X'nipek | 2 star heat rating

200g brown onion
250g Roma tomato
1 Habanero* chile, seeds removed
Juice of 2-3 limes
Half bunch of coriander
  1. Dice the onion and tomato fairly finely and place in a mixing bowl.
  2. Wearing gloves, split the Habanero down the middle and remove the stem and seeds with a paring knife. Dice finely and add to the bowl.
  3. Roughly chop the coriander and combine.
  4. Add lime juice and salt to taste. Mix well, and leave sit for at least 20 mins.
* This is a ubiquitous salsa in Mexico, in the Yucatan you will find it made with Habanero and elsewhere with Jalapeño, seeds still removed. A great salsa for tacos, quesadillas or corn chips.

A good blender or liquadora is indispensable in the Mexican kitchen.

Salsa Roja | 1 star heat rating

6 Roma tomato
1/2 an onion
4 small chipotle chile
1 clove garlic
1 cup water
  1. Peel the garlic and split the chile to remove the seed.
  2. Using a comal or skillet, roast all ingredients barring the coriander until nicely charred. The tomatoes should be roasted though and the onion soft and translucent.
  3. Add the coriander and blend half at a time. Remember to take the centre piece out of your blender lid and use a tea-towel to cover as hot liquids explode!
  4. Combine in a bowl and add salt.
Salsa roja is a simple sauce that is sometimes used as a base for others (ie. Mole Poblano). It's also great as a nearly no-heat option if you're catering for the wary or unaccustomed.

The finished product!

Salsa Habanero | 4 star heat rating

4 Habanero chile
1 white onion, chopped
1 large carrot, chopped
3 cloves garlic (toasted on a comal)
1 cup apple cider vinegar
1 cup water
2 teaspoons sugar
1 teaspoons salt
  1. Remove stems from Habanero chiles and place all ingredients in a stainless steel saucepan.
  2. Bring to the boil and simmer for around 20-25 minutes or until the carrot is soft though (containing the throat burning vapors with a lid is a great idea).
  3. Let cool a little then blend until you have a smooth sauce (as in the above recipe, remember to take the centre piece out of your blender lid and use a tea towel to cover as hot liquids explode).
This sauce is fiery hot and more for braver chilephiles. It will also keep well, so bottle or jar it and refrigerate to keep for a few months.

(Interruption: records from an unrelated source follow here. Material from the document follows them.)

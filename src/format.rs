//! Textual renderings of a [`PersianDate`].
//!
//! A [`Formatter`] borrows a [`Locale`] and turns dates into strings; it
//! performs no calendar arithmetic. Digit substitution always runs last, on
//! the fully assembled string.
//!
//! The `to_*_string` methods on [`PersianDate`] use [`Locale::PERSIAN`]:
//!
//! | Method                              | 1402/12/20 (Sunday)          |
//! |-------------------------------------|------------------------------|
//! | `to_string()`                       | `1402/12/20`                 |
//! | `to_short_persian_string()`         | `۱۴۰۲/۱۲/۲۰`                 |
//! | `to_persian_string()`               | `۲۰ اسفند ۱۴۰۲` (RTL embedded) |
//! | `to_long_persian_string(false)`     | `یکشنبه ۲۰ اسفند ۱۴۰۲`       |
//! | `to_persian_day_month_string()`     | `بیستم اسفند ۱۴۰۲`           |
//! | `to_persian_weekday_string()`       | `۱۴۰۲/۱۲/۲۰ یکشنبه`          |
//! | `to_long_persian_ordinal_words()`   | `یکشنبه بیستم اسفند ۱۴۰۲`    |

use crate::{Locale, PersianDate};

/// Unicode RIGHT-TO-LEFT EMBEDDING.
pub const RTL_EMBEDDING: char = '\u{202B}';
/// Unicode POP DIRECTIONAL FORMATTING, closes [`RTL_EMBEDDING`].
pub const POP_DIRECTIONAL_FORMATTING: char = '\u{202C}';

#[derive(Debug, Clone, Copy, PartialEq, Eq)]
pub struct Formatter<'a> {
    locale: &'a Locale,
}

impl Default for Formatter<'static> {
    fn default() -> Self {
        Formatter {
            locale: &Locale::PERSIAN,
        }
    }
}

impl<'a> Formatter<'a> {
    pub fn new(locale: &'a Locale) -> Self {
        Formatter { locale }
    }

    pub fn locale(&self) -> &'a Locale {
        self.locale
    }

    /// `YYYY/MM/DD` with ASCII digits.
    pub fn numeric(&self, date: &PersianDate) -> String {
        date.to_string()
    }

    /// `YYYY/MM/DD` with locale digits.
    pub fn short(&self, date: &PersianDate) -> String {
        self.locale.localize_digits(&self.numeric(date))
    }

    /// `D MonthName YYYY`, wrapped in right-to-left embedding marks.
    pub fn day_month_year(&self, date: &PersianDate) -> String {
        let text = format!(
            "{RTL_EMBEDDING}{} {} {}{POP_DIRECTIONAL_FORMATTING}",
            date.day(),
            self.locale.month_name(date.month()),
            date.year()
        );
        self.locale.localize_digits(&text)
    }

    /// `Weekday D MonthName YYYY`, prefixed with `HH:MM` when `include_time`.
    pub fn long(&self, date: &PersianDate, include_time: bool) -> String {
        let mut text = String::new();
        if include_time {
            text.push_str(&format!("{:02}:{:02} ", date.hour(), date.minute()));
        }
        text.push_str(&format!(
            "{} {} {} {}",
            self.locale.weekday_name(date.weekday_index()),
            date.day(),
            self.locale.month_name(date.month()),
            date.year()
        ));
        self.locale.localize_digits(&text)
    }

    /// Ordinal-word day, month name and year.
    pub fn ordinal_day_month(&self, date: &PersianDate) -> String {
        let text = format!(
            "{} {} {}",
            self.locale.ordinal_day_word(date.day()),
            self.locale.month_name(date.month()),
            date.year()
        );
        self.locale.localize_digits(&text)
    }

    /// `YYYY/MM/DD Weekday` with locale digits.
    pub fn numeric_weekday(&self, date: &PersianDate) -> String {
        let text = format!(
            "{} {}",
            self.numeric(date),
            self.locale.weekday_name(date.weekday_index())
        );
        self.locale.localize_digits(&text)
    }

    /// Weekday, ordinal-word day, month name and year.
    pub fn long_ordinal(&self, date: &PersianDate) -> String {
        let text = format!(
            "{} {}",
            self.locale.weekday_name(date.weekday_index()),
            self.ordinal_day_month(date)
        );
        self.locale.localize_digits(&text)
    }
}

impl PersianDate {
    /// `YYYY/MM/DD` with Persian digits, e.g. `۱۴۰۲/۱۲/۲۰`.
    pub fn to_short_persian_string(&self) -> String {
        Formatter::default().short(self)
    }

    /// Day, month name and year with Persian digits, e.g. `۳ فروردین ۱۴۰۳`,
    /// wrapped in right-to-left embedding marks.
    pub fn to_persian_string(&self) -> String {
        Formatter::default().day_month_year(self)
    }

    /// Weekday, day, month name and year, e.g. `جمعه ۳ فروردین ۱۴۰۳`. With
    /// `include_time` the string starts with the `HH:MM` time of day.
    pub fn to_long_persian_string(&self, include_time: bool) -> String {
        Formatter::default().long(self, include_time)
    }

    /// Ordinal-word day, month name and year, e.g. `بیستم اسفند ۱۴۰۲`.
    pub fn to_persian_day_month_string(&self) -> String {
        Formatter::default().ordinal_day_month(self)
    }

    /// Numeric date and weekday name, e.g. `۱۴۰۲/۱۲/۲۰ یکشنبه`.
    pub fn to_persian_weekday_string(&self) -> String {
        Formatter::default().numeric_weekday(self)
    }

    /// Weekday, ordinal-word day, month name and year, e.g.
    /// `یکشنبه بیستم اسفند ۱۴۰۲`.
    pub fn to_long_persian_ordinal_words(&self) -> String {
        Formatter::default().long_ordinal(self)
    }
}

If you want the lovely floral flavour of the habenero without all that heat, cut the chiles in half and pour boiling water over them. Steep for 2 mins then drain. Repeat, then use as specified above.

Post: Mexican recipes, Mexican Salsas

1 comment:

  1. We had some friends over for lunch on Sunday, so decided to make Sala Roja. Two words spring immediately to mind - Yum and easy.

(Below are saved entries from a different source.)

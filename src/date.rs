//! Persian date representation.
//!
//! [`PersianDate`] is an immutable value: every derived field (weekday, leap
//! status, year progress, the equivalent Gregorian date) is computed at once
//! when the value is built, so a partially filled date can never be observed.
//!
//! # Construction
//!
//! - [`PersianDate::new`] / [`PersianDate::with_time`] validate a Persian
//!   year/month/day and derive everything else through the Gregorian
//!   calendar.
//! - `From<NaiveDate>` / `From<NaiveDateTime>` convert from Gregorian and
//!   cannot fail.
//!
//! # Equality
//!
//! Two dates are equal when year, month and day match. The time of day is
//! carried along but ignored by `==`, hashing and ordering.
//!
//! # Examples
//!
//! ```
//! use persia::PersianDate;
//! let d = PersianDate::new(1402, 12, 20)?;
//! assert_eq!(d.to_string(), "1402/12/20");
//! assert_eq!(d.weekday_index(), 1); // Sunday
//! assert_eq!(d.to_naive_date().to_string(), "2024-03-10");
//! # Ok::<(), persia::PersiaError>(())
//! ```
//!
//! Navigation rolls over months and years:
//! ```
//! use persia::PersianDate;
//! let last = PersianDate::new(1402, 12, 29)?;
//! assert_eq!(last.next_day(), Some(PersianDate::new(1403, 1, 1)?));
//! # Ok::<(), persia::PersiaError>(())
//! ```

use std::{
    cmp::Ordering,
    hash::{Hash, Hasher},
};

use chrono::{Datelike, Days, NaiveDate, NaiveDateTime, NaiveTime, Timelike, Weekday};

use crate::{
    Clock, Locale,
    constants::DAYS_IN_WEEK,
    convert::{days_from_ce, persian_from_days_from_ce, persian_to_gregorian_date, weekday_index},
    leap::{days_in_month, days_in_year, is_leap_year},
};

#[derive(Debug, Clone, Copy)]
pub struct PersianDate {
    year: i32,
    month: u8,
    day: u8,
    time: NaiveTime,
    weekday_index: u8,
    is_leap_year: bool,
    days_in_month: u8,
    day_of_year: u16,
    days_remaining_in_year: u16,
    gregorian: NaiveDate,
}

impl PersianDate {
    /// Build a Persian date at midnight.
    ///
    /// # Errors
    ///
    /// [`crate::PersiaError::InvalidMonth`] or
    /// [`crate::PersiaError::InvalidDay`] for a date that does not exist, or
    /// [`crate::PersiaError::OutOfRange`] if it has no Gregorian equivalent.
    pub fn new(year: i32, month: u8, day: u8) -> crate::Result<Self> {
        Self::with_time(year, month, day, NaiveTime::default())
    }

    /// Build a Persian date with a time of day.
    ///
    /// # Errors
    ///
    /// Same as [`PersianDate::new`].
    pub fn with_time(year: i32, month: u8, day: u8, time: NaiveTime) -> crate::Result<Self> {
        let gregorian = persian_to_gregorian_date(year, month, day)?;
        Ok(Self::from_gregorian(gregorian, time))
    }

    /// The current local date and time according to `clock`.
    pub fn today(clock: &impl Clock) -> Self {
        clock.now().into()
    }

    pub(crate) fn from_gregorian(gregorian: NaiveDate, time: NaiveTime) -> Self {
        let day_number = days_from_ce(gregorian);
        let ymd = persian_from_days_from_ce(day_number);
        let is_leap_year = is_leap_year(ymd.year);
        let days_in_month = days_in_month(ymd.month, is_leap_year).unwrap_or_default();

        PersianDate {
            year: ymd.year,
            month: ymd.month,
            day: ymd.day,
            time,
            weekday_index: weekday_index(day_number),
            is_leap_year,
            days_in_month,
            day_of_year: ymd.day_of_year,
            days_remaining_in_year: days_in_year(ymd.year) - ymd.day_of_year,
            gregorian,
        }
    }

    pub fn year(&self) -> i32 {
        self.year
    }

    /// Month of the year, 1 (Farvardin) to 12 (Esfand).
    pub fn month(&self) -> u8 {
        self.month
    }

    pub fn day(&self) -> u8 {
        self.day
    }

    pub fn time(&self) -> NaiveTime {
        self.time
    }

    pub fn hour(&self) -> u32 {
        self.time.hour()
    }

    pub fn minute(&self) -> u32 {
        self.time.minute()
    }

    pub fn second(&self) -> u32 {
        self.time.second()
    }

    pub fn millisecond(&self) -> u32 {
        self.time.nanosecond() / 1_000_000
    }

    /// Day of the Persian week, Saturday = 0 through Friday = 6.
    pub fn weekday_index(&self) -> u8 {
        self.weekday_index
    }

    pub fn weekday(&self) -> Weekday {
        self.gregorian.weekday()
    }

    /// Persian name of the weekday, e.g. `"جمعه"`.
    pub fn weekday_name(&self) -> &'static str {
        Locale::PERSIAN.weekday_name(self.weekday_index)
    }

    /// Persian name of the month, e.g. `"اسفند"`.
    pub fn month_name(&self) -> &'static str {
        Locale::PERSIAN.month_name(self.month)
    }

    /// Number of days in this date's month.
    pub fn days_in_month(&self) -> u8 {
        self.days_in_month
    }

    pub fn is_leap_year(&self) -> bool {
        self.is_leap_year
    }

    /// 1-based day of the year; Nowruz is day 1.
    pub fn day_of_year(&self) -> u16 {
        self.day_of_year
    }

    /// Days left until the end of the year; 0 on the last day.
    pub fn days_remaining_in_year(&self) -> u16 {
        self.days_remaining_in_year
    }

    /// Equivalent Gregorian date.
    pub fn to_naive_date(&self) -> NaiveDate {
        self.gregorian
    }

    /// Equivalent Gregorian date and time.
    pub fn to_naive_date_time(&self) -> NaiveDateTime {
        self.gregorian.and_time(self.time)
    }

    /// Move by `days` (negative moves back). The time of day is kept.
    ///
    /// Returns `None` if the result leaves the representable range.
    pub fn add_days(&self, days: i64) -> Option<Self> {
        let gregorian = if days >= 0 {
            self.gregorian.checked_add_days(Days::new(days.unsigned_abs()))
        } else {
            self.gregorian.checked_sub_days(Days::new(days.unsigned_abs()))
        }?;
        Some(Self::from_gregorian(gregorian, self.time))
    }

    pub fn next_day(&self) -> Option<Self> {
        self.add_days(1)
    }

    pub fn previous_day(&self) -> Option<Self> {
        self.add_days(-1)
    }

    /// The Saturday-to-Friday week containing this date.
    pub fn current_week(&self) -> Vec<Self> {
        consecutive(
            self.add_days(-i64::from(self.weekday_index)),
            DAYS_IN_WEEK,
        )
    }

    pub fn next_week(&self) -> Vec<Self> {
        self.add_days(i64::from(DAYS_IN_WEEK))
            .map(|d| d.current_week())
            .unwrap_or_default()
    }

    pub fn previous_week(&self) -> Vec<Self> {
        self.add_days(-i64::from(DAYS_IN_WEEK))
            .map(|d| d.current_week())
            .unwrap_or_default()
    }

    /// Every day of this date's month, in order.
    pub fn current_month(&self) -> Vec<Self> {
        consecutive(self.first_of_month(), self.days_in_month)
    }

    pub fn next_month(&self) -> Vec<Self> {
        let to_next = i64::from(self.days_in_month - self.day) + 1;
        self.add_days(to_next)
            .map(|d| d.current_month())
            .unwrap_or_default()
    }

    pub fn previous_month(&self) -> Vec<Self> {
        self.first_of_month()
            .and_then(|d| d.previous_day())
            .map(|d| d.current_month())
            .unwrap_or_default()
    }

    fn first_of_month(&self) -> Option<Self> {
        self.add_days(1 - i64::from(self.day))
    }
}

/// `count` consecutive days starting at `start`, cut short at the end of the
/// representable range.
fn consecutive(start: Option<PersianDate>, count: u8) -> Vec<PersianDate> {
    std::iter::successors(start, PersianDate::next_day)
        .take(usize::from(count))
        .collect()
}

impl PartialEq for PersianDate {
    fn eq(&self, other: &Self) -> bool {
        (self.year, self.month, self.day) == (other.year, other.month, other.day)
    }
}

impl Eq for PersianDate {}

impl Hash for PersianDate {
    fn hash<H: Hasher>(&self, state: &mut H) {
        (self.year, self.month, self.day).hash(state);
    }
}

impl PartialOrd for PersianDate {
    fn partial_cmp(&self, other: &Self) -> Option<Ordering> {
        Some(self.cmp(other))
    }
}

impl Ord for PersianDate {
    fn cmp(&self, other: &Self) -> Ordering {
        (self.year, self.month, self.day).cmp(&(other.year, other.month, other.day))
    }
}

impl std::fmt::Display for PersianDate {
    /// Format as `YYYY/MM/DD` if the year is in `[0, 9999]`, otherwise fall
    /// back to the unpadded year:
    /// ```
    /// use persia::PersianDate;
    /// assert_eq!(PersianDate::new(1403, 1, 3)?.to_string(), "1403/01/03");
    /// assert_eq!(PersianDate::new(-5, 7, 9)?.to_string(), "-5/07/09");
    /// # Ok::<(), persia::PersiaError>(())
    /// ```
    fn fmt(&self, f: &mut std::fmt::Formatter<'_>) -> std::fmt::Result {
        if self.year >= 0 && self.year < 10_000 {
            write!(f, "{:04}/{:02}/{:02}", self.year, self.month, self.day)
        } else {
            write!(f, "{}/{:02}/{:02}", self.year, self.month, self.day)
        }
    }
}

impl From<NaiveDate> for PersianDate {
    /// Gregorian date at midnight.
    ///
    /// ```
    /// use chrono::NaiveDate;
    /// use persia::PersianDate;
    /// let d: PersianDate = NaiveDate::from_ymd_opt(2024, 3, 22).unwrap().into();
    /// assert_eq!(d.to_string(), "1403/01/03");
    /// ```
    fn from(date: NaiveDate) -> Self {
        PersianDate::from_gregorian(date, NaiveTime::default())
    }
}

impl From<NaiveDateTime> for PersianDate {
    fn from(date_time: NaiveDateTime) -> Self {
        PersianDate::from_gregorian(date_time.date(), date_time.time())
    }
}

impl From<PersianDate> for NaiveDate {
    fn from(date: PersianDate) -> Self {
        date.to_naive_date()
    }
}

impl From<&PersianDate> for NaiveDate {
    fn from(date: &PersianDate) -> Self {
        date.to_naive_date()
    }
}

impl From<PersianDate> for NaiveDateTime {
    fn from(date: PersianDate) -> Self {
        date.to_naive_date_time()
    }
}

    Tomatoes are only just coming into season, so are a bit watery - I think the fuller flavor we'll get in the next few weeks will only add to the depth of the Salsa. Once roasted, these give a nice caramaly/smokey base flavor to the Salsa.

    The coriander is clearly the central flavor in my version of this dish. I bunged in the roots and all!

    Now I have to admit at this point that i did substitute the Chillies for a teaspoon of "Calabrian Bomb". Now, the main reason I used this was cos it was in the cupboard and a chilly wasn't. This stuff is plenty hot, so i always use sparingly. In this case it proved a success. It left a nice, low tingle on the back of the palate once all the other flavors had fallen away.

    The recipe is idiot proof (which i believe i have just proved) and the tip to use a cloth to cover when blending was a appreciated (now i know what that little is really for!)

    For those time conscious, it took me about 15 minutes to prepare this Salsa, and 10 minutes of that was watching the tomatoes and 1/2 Onion cook.

    For so little effort a neat little reward!